Yes…I think she was the only one with well-groomed hair.
I am not sure if it’s Jane being blonde or Jane being Jane. I like her dress though. Quentin’s date/daughter/lover looks like she’s playing dress-ups.
I’ve been a fan of Jane for years and been impressed with her style. She always looks fabulous but this dress was just wrong. Maybe it was the lighting?
It’s her exercise videos, isn’t it? I must admit I have fallen into the Fonda Fitness trap. I can’t quite muster liking her though… it’s one of those social dilemmas that I have been too apathetic to form a solid opinion on. You know what I am talking about right?

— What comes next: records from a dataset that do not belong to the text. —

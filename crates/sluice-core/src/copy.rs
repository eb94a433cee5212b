//! Buffered copy with a reusable buffer and an optional byte ceiling.
//!
//! Staging an upload, extracting archive entries and hashing files all move
//! bytes through the same loop; a single [`CopyBuffer`] is kept for the whole
//! session so no buffer is allocated per file.

use std::io::Read;
use std::io::Write;
use std::io::{self};

use crate::IngestError;

/// Buffer size for I/O operations (64KB).
const COPY_BUFFER_SIZE: usize = 64 * 1024;

/// Reusable heap buffer for file copying.
#[derive(Debug)]
pub struct CopyBuffer {
    buf: Box<[u8]>,
}

impl CopyBuffer {
    /// Creates a new zeroed copy buffer.
    #[must_use]
    pub fn new() -> Self {
        Self {
            buf: vec![0u8; COPY_BUFFER_SIZE].into_boxed_slice(),
        }
    }

    /// Returns the buffer size in bytes.
    #[inline]
    #[must_use]
    pub fn size(&self) -> usize {
        self.buf.len()
    }
}

impl Default for CopyBuffer {
    fn default() -> Self {
        Self::new()
    }
}

/// Outcome of a bounded copy.
#[derive(Debug, Clone, Copy, PartialEq, Eq)]
pub enum CopyOutcome {
    /// The source was exhausted; holds the number of bytes copied.
    Complete(u64),
    /// The source produced more than the ceiling. Holds the number of bytes
    /// read so far, which is greater than the ceiling.
    Exceeded(u64),
}

/// Copies everything from `reader` to `writer`.
///
/// # Errors
///
/// Returns an error if reading or writing fails. Interrupted reads are
/// retried.
///
/// # Examples
///
/// ```
/// use sluice_core::copy::{CopyBuffer, copy_with_buffer};
/// use std::io::Cursor;
///
/// let mut buffer = CopyBuffer::new();
/// let mut output = Vec::new();
/// let copied = copy_with_buffer(&mut Cursor::new(b"hello"), &mut output, &mut buffer)?;
/// assert_eq!(copied, 5);
/// # Ok::<(), sluice_core::IngestError>(())
/// ```
#[inline]
pub fn copy_with_buffer<R: Read, W: Write>(
    reader: &mut R,
    writer: &mut W,
    buffer: &mut CopyBuffer,
) -> Result<u64, IngestError> {
    match copy_bounded(reader, writer, buffer, None)? {
        CopyOutcome::Complete(n) | CopyOutcome::Exceeded(n) => Ok(n),
    }
}

/// Copies from `reader` to `writer`, stopping as soon as more than `limit`
/// bytes have been read.
///
/// With `limit == None` this behaves like [`copy_with_buffer`]. The sizes
/// reported are measured from the stream, never taken from metadata.
///
/// # Errors
///
/// Returns an error if reading or writing fails.
pub fn copy_bounded<R: Read, W: Write>(
    reader: &mut R,
    writer: &mut W,
    buffer: &mut CopyBuffer,
    limit: Option<u64>,
) -> Result<CopyOutcome, IngestError> {
    let mut total: u64 = 0;

    loop {
        let bytes_read = match reader.read(&mut buffer.buf) {
            Ok(0) => break,
            Ok(n) => n,
            Err(e) if e.kind() == io::ErrorKind::Interrupted => continue,
            Err(e) => return Err(IngestError::Io(e)),
        };

        total = total.saturating_add(bytes_read as u64);
        if let Some(max) = limit
            && total > max
        {
            return Ok(CopyOutcome::Exceeded(total));
        }

        writer
            .write_all(&buffer.buf[..bytes_read])
            .map_err(IngestError::Io)?;
    }

    Ok(CopyOutcome::Complete(total))
}
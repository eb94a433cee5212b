//! Validated wrappers used while staging archive contents.
//!
//! Each type is checked on construction; there is no `From<RawType>` path
//! around the validation.

pub mod safe_path;
pub mod staging_dir;
pub mod storage_id;

pub use safe_path::SafePath;
pub use staging_dir::StagingDir;
pub use storage_id::StorageIdentifier;
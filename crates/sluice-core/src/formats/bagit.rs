//! BagIt bag detection and handling.
//!
//! A bag is recognised from the archive listing alone: a `bagit.txt`
//! declaration at the root or inside a single top-level folder, with at
//! least one `manifest-<algorithm>.txt` next to it. Bag contents bypass
//! shapefile grouping and are handed to a [`BagHandler`].

use std::collections::HashMap;
use std::path::Path;

use crate::IngestError;
use crate::ItemError;
use crate::checksum::ChecksumAlgorithm;
use crate::checksum::digest_file;
use crate::copy::CopyBuffer;

use super::ItemOutcome;
use super::StagedFile;

/// Bag declaration file name.
pub const BAG_DECLARATION: &str = "bagit.txt";

/// Expanded bag contents.
#[derive(Debug, Clone, PartialEq, Eq)]
pub struct Bag {
    /// Entry-name prefix of the bag root: empty, or `folder/`.
    pub prefix: String,
    /// Every staged file of the archive, in archive order.
    pub files: Vec<StagedFile>,
}

/// Turns an expanded bag into the files to keep.
pub trait BagHandler: Send + Sync {
    /// Returns one outcome per input file, in order.
    fn handle(&self, bag: Bag) -> Vec<ItemOutcome>;
}

/// Finds the bag root among archive entry names.
///
/// ```
/// use sluice_core::formats::bagit::detect_bag_root;
///
/// let names = ["mybag/bagit.txt", "mybag/manifest-md5.txt", "mybag/data/a.csv"];
/// assert_eq!(detect_bag_root(names).as_deref(), Some("mybag/"));
///
/// assert_eq!(detect_bag_root(["bagit.txt", "data/a.csv"]), None);
/// ```
pub fn detect_bag_root<'a, I>(names: I) -> Option<String>
where
    I: IntoIterator<Item = &'a str>,
{
    let names: Vec<&str> = names.into_iter().collect();

    names.iter().find_map(|name| {
        let prefix = name.strip_suffix(BAG_DECLARATION)?;
        let valid_root = prefix.is_empty()
            || (prefix.ends_with('/') && prefix.matches('/').count() == 1 && prefix.len() > 1);
        if !valid_root {
            return None;
        }
        names
            .iter()
            .any(|other| {
                other
                    .strip_prefix(prefix)
                    .and_then(manifest_algorithm_name)
                    .is_some()
            })
            .then(|| prefix.to_string())
    })
}

/// `manifest-sha256.txt` → `sha256`.
fn manifest_algorithm_name(file_name: &str) -> Option<&str> {
    let alg = file_name.strip_prefix("manifest-")?.strip_suffix(".txt")?;
    (!alg.is_empty() && !alg.contains('/')).then_some(alg)
}

/// Default handler: keeps every file of the bag and checks payload files
/// against the bag's payload manifests.
///
/// A payload file whose digest differs from its manifest line becomes a
/// `ChecksumMismatch` item error. Manifests for algorithms that are not
/// supported are skipped with a warning.
#[derive(Debug, Default, Clone, Copy)]
pub struct ManifestBagHandler;

impl ManifestBagHandler {
    /// Creates the handler.
    #[must_use]
    pub fn new() -> Self {
        Self
    }
}

type ManifestIndex = HashMap<String, Vec<(ChecksumAlgorithm, String)>>;

impl BagHandler for ManifestBagHandler {
    fn handle(&self, bag: Bag) -> Vec<ItemOutcome> {
        let manifests = load_manifests(&bag);
        let mut buffer = CopyBuffer::new();

        bag.files
            .into_iter()
            .map(|file| {
                let entry = file.display_name().to_string();
                let relative = entry.strip_prefix(&bag.prefix).unwrap_or(&entry);
                match manifests.get(relative) {
                    Some(expected) => verify(file, &entry, expected, &mut buffer),
                    None => Ok(file),
                }
            })
            .collect()
    }
}

fn verify(
    file: StagedFile,
    entry: &str,
    expected: &[(ChecksumAlgorithm, String)],
    buffer: &mut CopyBuffer,
) -> ItemOutcome {
    for (algorithm, digest) in expected {
        let actual = match digest_file(&file.path, *algorithm, buffer) {
            Ok(checksum) => checksum.value,
            Err(error) => {
                return Err(ItemError {
                    name: entry.to_string(),
                    error,
                });
            }
        };
        if !actual.eq_ignore_ascii_case(digest) {
            tracing::warn!(entry, %algorithm, "bag payload checksum mismatch");
            return Err(ItemError {
                name: entry.to_string(),
                error: IngestError::ChecksumMismatch {
                    name: entry.to_string(),
                    algorithm: *algorithm,
                    expected: digest.clone(),
                    actual,
                },
            });
        }
    }
    Ok(file)
}

fn load_manifests(bag: &Bag) -> ManifestIndex {
    let mut index = ManifestIndex::new();

    for file in &bag.files {
        let Some(name) = file.display_name().strip_prefix(&bag.prefix) else {
            continue;
        };
        let Some(alg_name) = manifest_algorithm_name(name) else {
            continue;
        };
        let algorithm = match alg_name.parse::<ChecksumAlgorithm>() {
            Ok(algorithm) => algorithm,
            Err(_) => {
                tracing::warn!(manifest = name, "unsupported manifest algorithm, not verified");
                continue;
            }
        };
        match parse_manifest(&file.path) {
            Ok(lines) => {
                for (digest, path) in lines {
                    index
                        .entry(path)
                        .or_default()
                        .push((algorithm, digest));
                }
            }
            Err(err) => {
                tracing::warn!(manifest = name, error = %err, "unreadable bag manifest");
            }
        }
    }

    index
}

/// Parses `<digest> <path>` lines.
fn parse_manifest(path: &Path) -> std::io::Result<Vec<(String, String)>> {
    let text = std::fs::read_to_string(path)?;
    Ok(text
        .lines()
        .filter_map(|line| {
            let (digest, rest) = line.trim_end().split_once(char::is_whitespace)?;
            let path = rest.trim_start();
            (!digest.is_empty() && !path.is_empty())
                .then(|| (digest.to_ascii_lowercase(), decode_manifest_path(path)))
        })
        .collect())
}

/// Undoes the `%0A`, `%0D` and `%25` escapes allowed in manifest paths.
fn decode_manifest_path(path: &str) -> String {
    path.replace("%0A", "\n")
        .replace("%0a", "\n")
        .replace("%0D", "\r")
        .replace("%0d", "\r")
        .replace("%25", "%")
}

I followed her on Twitter for a while and I liked what she had to say. Her interviews are always interesting plus she usually looks fab. I’ve never seen any of her videos but she looks great at her age.
I’d tell you what you missed, but I don’t really have any idea myself. I ABHOR awards shows, and the Oscars is the grandaddy of them all. Despite my revulsion at all things Oscar, I’m 1/2 way done with a post about it myself, and it includes the same photo of Brandi that you used. My angle on the whole thing is considerably different than yours, since I have the fashion sense of the great Stevie Wonder.
So we are either great minds or fools. Is that what you’re telling me?
Definitely great minds…but consider the source.
The Source…isn’t that like Best Buy? What? We’re electronic devices now?
The Source for Discount Carpet Remnants and Discontinued Laminate Flooring. just minutes from all the bridges!
Wow! You “floor” me with your knowledge.
My fave dress was on Clooney’s girlfriend, what’s her name. She looked gorgeous. I hate that woman.
Get in line.
Thanks for making me laugh.I’m actually getting all my Oscar news from your post. This year I had an emergency situation involving a loose button on one of my shirts. That had to be attended to before I could dedicate my undivided attention to this important event.
I like that you know what’s truly important in life.